**INFORMATION PROVIDED**.
---------------
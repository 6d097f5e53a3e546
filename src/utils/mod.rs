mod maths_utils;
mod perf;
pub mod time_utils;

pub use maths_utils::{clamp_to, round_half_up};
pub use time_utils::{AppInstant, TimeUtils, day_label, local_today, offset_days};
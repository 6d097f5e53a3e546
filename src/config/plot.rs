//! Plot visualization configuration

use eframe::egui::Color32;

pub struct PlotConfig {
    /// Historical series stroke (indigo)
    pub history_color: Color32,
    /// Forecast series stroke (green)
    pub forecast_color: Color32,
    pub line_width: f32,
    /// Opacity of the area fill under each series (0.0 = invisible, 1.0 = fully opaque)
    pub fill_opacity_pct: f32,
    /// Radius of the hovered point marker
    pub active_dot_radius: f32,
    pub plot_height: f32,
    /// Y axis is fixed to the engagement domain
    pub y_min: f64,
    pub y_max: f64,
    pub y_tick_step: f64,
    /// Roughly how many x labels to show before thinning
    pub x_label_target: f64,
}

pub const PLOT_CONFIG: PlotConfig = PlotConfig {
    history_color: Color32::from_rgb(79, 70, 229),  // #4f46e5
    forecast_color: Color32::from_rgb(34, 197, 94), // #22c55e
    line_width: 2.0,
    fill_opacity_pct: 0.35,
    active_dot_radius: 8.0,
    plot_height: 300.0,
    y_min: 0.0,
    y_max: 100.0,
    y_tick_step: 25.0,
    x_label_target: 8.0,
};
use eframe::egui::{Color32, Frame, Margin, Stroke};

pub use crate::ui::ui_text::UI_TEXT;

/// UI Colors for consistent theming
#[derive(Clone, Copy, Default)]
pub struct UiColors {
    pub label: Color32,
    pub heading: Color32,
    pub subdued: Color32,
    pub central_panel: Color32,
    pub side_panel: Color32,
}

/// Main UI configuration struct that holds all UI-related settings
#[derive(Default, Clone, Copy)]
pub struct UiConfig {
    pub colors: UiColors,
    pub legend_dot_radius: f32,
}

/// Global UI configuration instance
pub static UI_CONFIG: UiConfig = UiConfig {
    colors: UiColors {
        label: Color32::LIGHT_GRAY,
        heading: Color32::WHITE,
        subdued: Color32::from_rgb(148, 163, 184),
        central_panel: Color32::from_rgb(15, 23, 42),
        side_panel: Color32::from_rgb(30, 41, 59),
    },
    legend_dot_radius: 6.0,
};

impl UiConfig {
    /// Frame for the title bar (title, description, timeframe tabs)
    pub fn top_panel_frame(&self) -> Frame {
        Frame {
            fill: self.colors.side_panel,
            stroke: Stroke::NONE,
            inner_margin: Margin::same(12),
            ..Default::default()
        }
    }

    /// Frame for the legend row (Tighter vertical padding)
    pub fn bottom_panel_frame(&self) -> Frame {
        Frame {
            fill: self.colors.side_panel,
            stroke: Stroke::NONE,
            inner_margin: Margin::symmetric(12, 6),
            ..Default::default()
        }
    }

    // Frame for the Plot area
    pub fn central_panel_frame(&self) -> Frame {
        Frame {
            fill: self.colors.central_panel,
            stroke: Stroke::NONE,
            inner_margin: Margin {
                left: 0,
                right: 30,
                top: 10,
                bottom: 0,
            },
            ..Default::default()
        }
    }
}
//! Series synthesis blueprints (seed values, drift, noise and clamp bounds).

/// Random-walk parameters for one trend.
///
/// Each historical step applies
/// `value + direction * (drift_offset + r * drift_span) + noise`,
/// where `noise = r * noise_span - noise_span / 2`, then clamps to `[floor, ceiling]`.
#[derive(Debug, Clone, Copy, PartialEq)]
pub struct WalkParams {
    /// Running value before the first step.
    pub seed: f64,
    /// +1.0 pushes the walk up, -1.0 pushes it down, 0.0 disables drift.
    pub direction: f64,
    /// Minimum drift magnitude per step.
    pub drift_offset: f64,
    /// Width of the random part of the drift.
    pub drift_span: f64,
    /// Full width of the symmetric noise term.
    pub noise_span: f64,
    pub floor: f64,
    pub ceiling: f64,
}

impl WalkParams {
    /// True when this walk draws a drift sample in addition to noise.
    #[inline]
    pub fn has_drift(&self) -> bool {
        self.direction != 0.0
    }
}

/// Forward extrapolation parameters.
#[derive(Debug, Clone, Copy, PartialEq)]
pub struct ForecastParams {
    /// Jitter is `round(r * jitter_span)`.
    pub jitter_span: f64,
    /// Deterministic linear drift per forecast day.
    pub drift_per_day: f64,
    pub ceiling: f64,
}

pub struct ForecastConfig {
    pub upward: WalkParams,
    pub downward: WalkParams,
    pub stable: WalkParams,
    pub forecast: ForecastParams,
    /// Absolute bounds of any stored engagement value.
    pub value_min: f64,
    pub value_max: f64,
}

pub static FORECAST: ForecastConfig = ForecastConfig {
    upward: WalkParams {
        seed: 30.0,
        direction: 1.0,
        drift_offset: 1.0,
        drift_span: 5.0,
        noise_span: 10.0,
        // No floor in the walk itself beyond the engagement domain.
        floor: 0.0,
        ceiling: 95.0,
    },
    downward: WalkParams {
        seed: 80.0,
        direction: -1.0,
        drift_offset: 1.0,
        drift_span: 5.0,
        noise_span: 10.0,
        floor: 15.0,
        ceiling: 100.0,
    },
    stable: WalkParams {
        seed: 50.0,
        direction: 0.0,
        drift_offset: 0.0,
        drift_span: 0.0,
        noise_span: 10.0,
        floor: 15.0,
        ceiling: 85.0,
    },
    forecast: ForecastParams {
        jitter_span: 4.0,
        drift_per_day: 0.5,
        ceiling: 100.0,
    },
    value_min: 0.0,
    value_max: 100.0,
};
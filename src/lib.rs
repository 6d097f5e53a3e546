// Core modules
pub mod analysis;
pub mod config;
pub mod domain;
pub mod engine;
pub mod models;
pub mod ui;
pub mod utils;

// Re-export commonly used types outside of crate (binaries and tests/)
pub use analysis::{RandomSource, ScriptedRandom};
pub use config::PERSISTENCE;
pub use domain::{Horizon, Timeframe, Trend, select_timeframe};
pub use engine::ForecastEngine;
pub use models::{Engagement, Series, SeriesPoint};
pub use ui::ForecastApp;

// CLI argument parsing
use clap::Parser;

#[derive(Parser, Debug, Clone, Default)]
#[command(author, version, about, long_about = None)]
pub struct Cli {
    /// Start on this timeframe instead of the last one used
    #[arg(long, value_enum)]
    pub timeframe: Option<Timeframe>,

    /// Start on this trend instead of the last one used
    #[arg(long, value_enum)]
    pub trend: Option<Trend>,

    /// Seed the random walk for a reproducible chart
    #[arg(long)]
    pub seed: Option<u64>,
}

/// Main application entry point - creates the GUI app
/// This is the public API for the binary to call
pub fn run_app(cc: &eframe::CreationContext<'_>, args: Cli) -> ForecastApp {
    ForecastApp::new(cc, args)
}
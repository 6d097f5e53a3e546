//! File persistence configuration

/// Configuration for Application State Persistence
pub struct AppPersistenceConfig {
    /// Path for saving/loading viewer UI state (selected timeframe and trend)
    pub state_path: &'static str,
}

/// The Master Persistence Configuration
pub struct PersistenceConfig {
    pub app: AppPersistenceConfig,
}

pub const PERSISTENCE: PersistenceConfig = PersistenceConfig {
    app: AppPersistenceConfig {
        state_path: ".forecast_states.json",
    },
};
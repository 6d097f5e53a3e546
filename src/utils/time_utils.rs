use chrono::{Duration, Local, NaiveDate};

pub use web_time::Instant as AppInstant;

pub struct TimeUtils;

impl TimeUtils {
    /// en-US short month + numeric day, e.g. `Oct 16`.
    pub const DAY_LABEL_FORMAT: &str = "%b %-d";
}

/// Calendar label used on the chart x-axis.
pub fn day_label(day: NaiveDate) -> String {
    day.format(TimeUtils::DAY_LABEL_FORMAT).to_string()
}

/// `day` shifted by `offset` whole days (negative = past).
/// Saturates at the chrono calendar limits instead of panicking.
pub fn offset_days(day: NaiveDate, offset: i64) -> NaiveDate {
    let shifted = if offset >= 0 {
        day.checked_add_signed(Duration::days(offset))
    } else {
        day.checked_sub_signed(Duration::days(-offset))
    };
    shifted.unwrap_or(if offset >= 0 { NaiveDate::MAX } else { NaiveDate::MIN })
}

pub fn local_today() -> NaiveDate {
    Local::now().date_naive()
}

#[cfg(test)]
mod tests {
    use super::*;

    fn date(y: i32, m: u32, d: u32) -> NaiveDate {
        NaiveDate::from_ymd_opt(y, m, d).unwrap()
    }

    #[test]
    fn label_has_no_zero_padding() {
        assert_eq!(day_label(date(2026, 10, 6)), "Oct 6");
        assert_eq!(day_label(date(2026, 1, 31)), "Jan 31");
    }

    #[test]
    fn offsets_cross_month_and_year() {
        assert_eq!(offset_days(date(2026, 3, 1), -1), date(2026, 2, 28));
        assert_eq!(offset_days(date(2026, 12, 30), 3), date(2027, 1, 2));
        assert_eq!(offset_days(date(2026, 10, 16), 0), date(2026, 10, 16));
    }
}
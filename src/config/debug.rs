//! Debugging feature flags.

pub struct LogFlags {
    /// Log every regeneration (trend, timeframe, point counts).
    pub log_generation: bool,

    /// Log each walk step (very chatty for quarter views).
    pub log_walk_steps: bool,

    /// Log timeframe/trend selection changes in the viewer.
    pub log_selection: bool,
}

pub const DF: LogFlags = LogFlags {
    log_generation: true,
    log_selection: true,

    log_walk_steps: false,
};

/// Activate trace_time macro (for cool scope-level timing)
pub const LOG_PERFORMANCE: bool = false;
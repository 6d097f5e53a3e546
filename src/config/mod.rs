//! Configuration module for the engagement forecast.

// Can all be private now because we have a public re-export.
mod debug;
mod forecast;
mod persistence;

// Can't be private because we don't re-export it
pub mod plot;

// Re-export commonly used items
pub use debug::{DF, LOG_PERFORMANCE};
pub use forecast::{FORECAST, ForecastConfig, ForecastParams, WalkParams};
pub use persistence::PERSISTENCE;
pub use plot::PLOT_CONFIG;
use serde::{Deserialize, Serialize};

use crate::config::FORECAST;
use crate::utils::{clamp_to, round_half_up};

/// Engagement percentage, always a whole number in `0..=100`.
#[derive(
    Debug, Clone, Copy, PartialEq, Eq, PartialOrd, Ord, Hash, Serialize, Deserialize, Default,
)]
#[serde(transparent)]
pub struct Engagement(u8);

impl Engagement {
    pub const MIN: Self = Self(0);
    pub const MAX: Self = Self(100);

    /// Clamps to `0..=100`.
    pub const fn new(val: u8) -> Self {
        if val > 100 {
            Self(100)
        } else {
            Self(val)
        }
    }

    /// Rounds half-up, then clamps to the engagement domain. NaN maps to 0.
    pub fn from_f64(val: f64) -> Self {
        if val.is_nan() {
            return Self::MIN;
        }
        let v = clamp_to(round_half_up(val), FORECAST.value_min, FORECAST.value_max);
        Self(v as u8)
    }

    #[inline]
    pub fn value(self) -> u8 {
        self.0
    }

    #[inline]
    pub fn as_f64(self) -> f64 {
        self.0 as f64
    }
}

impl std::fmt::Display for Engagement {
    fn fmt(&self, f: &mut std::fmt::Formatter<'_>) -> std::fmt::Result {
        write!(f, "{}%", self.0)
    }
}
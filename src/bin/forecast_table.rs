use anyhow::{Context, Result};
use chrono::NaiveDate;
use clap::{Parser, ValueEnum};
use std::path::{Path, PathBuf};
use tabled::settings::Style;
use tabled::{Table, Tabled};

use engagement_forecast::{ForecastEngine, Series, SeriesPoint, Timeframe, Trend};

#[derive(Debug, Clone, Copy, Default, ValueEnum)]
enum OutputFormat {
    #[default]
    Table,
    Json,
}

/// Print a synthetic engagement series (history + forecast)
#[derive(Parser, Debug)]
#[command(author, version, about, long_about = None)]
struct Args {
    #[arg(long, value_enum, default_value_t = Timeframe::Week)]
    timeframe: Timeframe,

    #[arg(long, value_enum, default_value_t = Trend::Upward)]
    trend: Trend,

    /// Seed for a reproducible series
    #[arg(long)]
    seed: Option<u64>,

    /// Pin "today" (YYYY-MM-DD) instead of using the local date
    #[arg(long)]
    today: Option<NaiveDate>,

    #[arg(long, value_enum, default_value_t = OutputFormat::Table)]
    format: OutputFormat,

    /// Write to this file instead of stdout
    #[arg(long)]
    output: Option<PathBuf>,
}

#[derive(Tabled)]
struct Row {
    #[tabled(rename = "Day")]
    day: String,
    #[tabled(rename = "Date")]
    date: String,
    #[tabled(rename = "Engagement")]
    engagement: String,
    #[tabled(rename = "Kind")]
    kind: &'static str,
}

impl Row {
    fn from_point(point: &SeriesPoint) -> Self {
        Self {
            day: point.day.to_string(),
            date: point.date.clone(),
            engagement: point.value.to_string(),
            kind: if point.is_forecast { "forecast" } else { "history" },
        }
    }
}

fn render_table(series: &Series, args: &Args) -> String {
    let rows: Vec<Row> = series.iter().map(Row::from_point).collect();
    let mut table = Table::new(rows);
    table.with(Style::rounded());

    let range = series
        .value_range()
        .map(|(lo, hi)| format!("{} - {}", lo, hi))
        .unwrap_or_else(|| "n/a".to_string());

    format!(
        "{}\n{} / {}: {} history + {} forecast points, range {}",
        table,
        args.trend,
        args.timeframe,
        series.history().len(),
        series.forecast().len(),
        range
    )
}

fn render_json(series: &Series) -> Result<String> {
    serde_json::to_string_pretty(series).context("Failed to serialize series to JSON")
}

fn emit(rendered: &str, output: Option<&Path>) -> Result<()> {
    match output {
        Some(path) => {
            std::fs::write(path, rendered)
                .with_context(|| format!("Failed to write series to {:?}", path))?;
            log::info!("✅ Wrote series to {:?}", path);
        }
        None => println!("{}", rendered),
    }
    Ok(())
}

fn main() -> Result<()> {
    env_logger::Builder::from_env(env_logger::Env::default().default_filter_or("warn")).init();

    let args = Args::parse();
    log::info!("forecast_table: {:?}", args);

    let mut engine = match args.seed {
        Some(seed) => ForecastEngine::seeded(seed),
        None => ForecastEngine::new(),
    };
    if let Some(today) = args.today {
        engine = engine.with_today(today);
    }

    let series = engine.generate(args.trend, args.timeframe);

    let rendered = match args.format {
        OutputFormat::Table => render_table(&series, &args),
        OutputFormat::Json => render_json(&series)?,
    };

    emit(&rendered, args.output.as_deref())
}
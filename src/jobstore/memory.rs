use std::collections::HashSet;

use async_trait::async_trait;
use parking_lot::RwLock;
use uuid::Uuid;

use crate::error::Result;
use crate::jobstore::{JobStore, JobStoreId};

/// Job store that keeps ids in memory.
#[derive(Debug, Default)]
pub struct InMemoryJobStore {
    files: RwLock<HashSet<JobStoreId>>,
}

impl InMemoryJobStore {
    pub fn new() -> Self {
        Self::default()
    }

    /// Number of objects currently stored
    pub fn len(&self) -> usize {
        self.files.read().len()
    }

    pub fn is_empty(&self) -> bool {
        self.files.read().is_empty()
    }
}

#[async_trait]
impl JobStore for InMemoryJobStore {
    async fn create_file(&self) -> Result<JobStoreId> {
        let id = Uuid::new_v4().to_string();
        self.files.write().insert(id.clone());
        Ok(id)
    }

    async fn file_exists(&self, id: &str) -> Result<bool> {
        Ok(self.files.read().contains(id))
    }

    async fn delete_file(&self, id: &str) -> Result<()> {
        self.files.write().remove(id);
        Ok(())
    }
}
---------------
**EXERCISE BRIEF**.
Would you count the lines in the data that include the word "Start" and reply with only the number?

**SOLUTION FOR THIS EXERCISE**.
2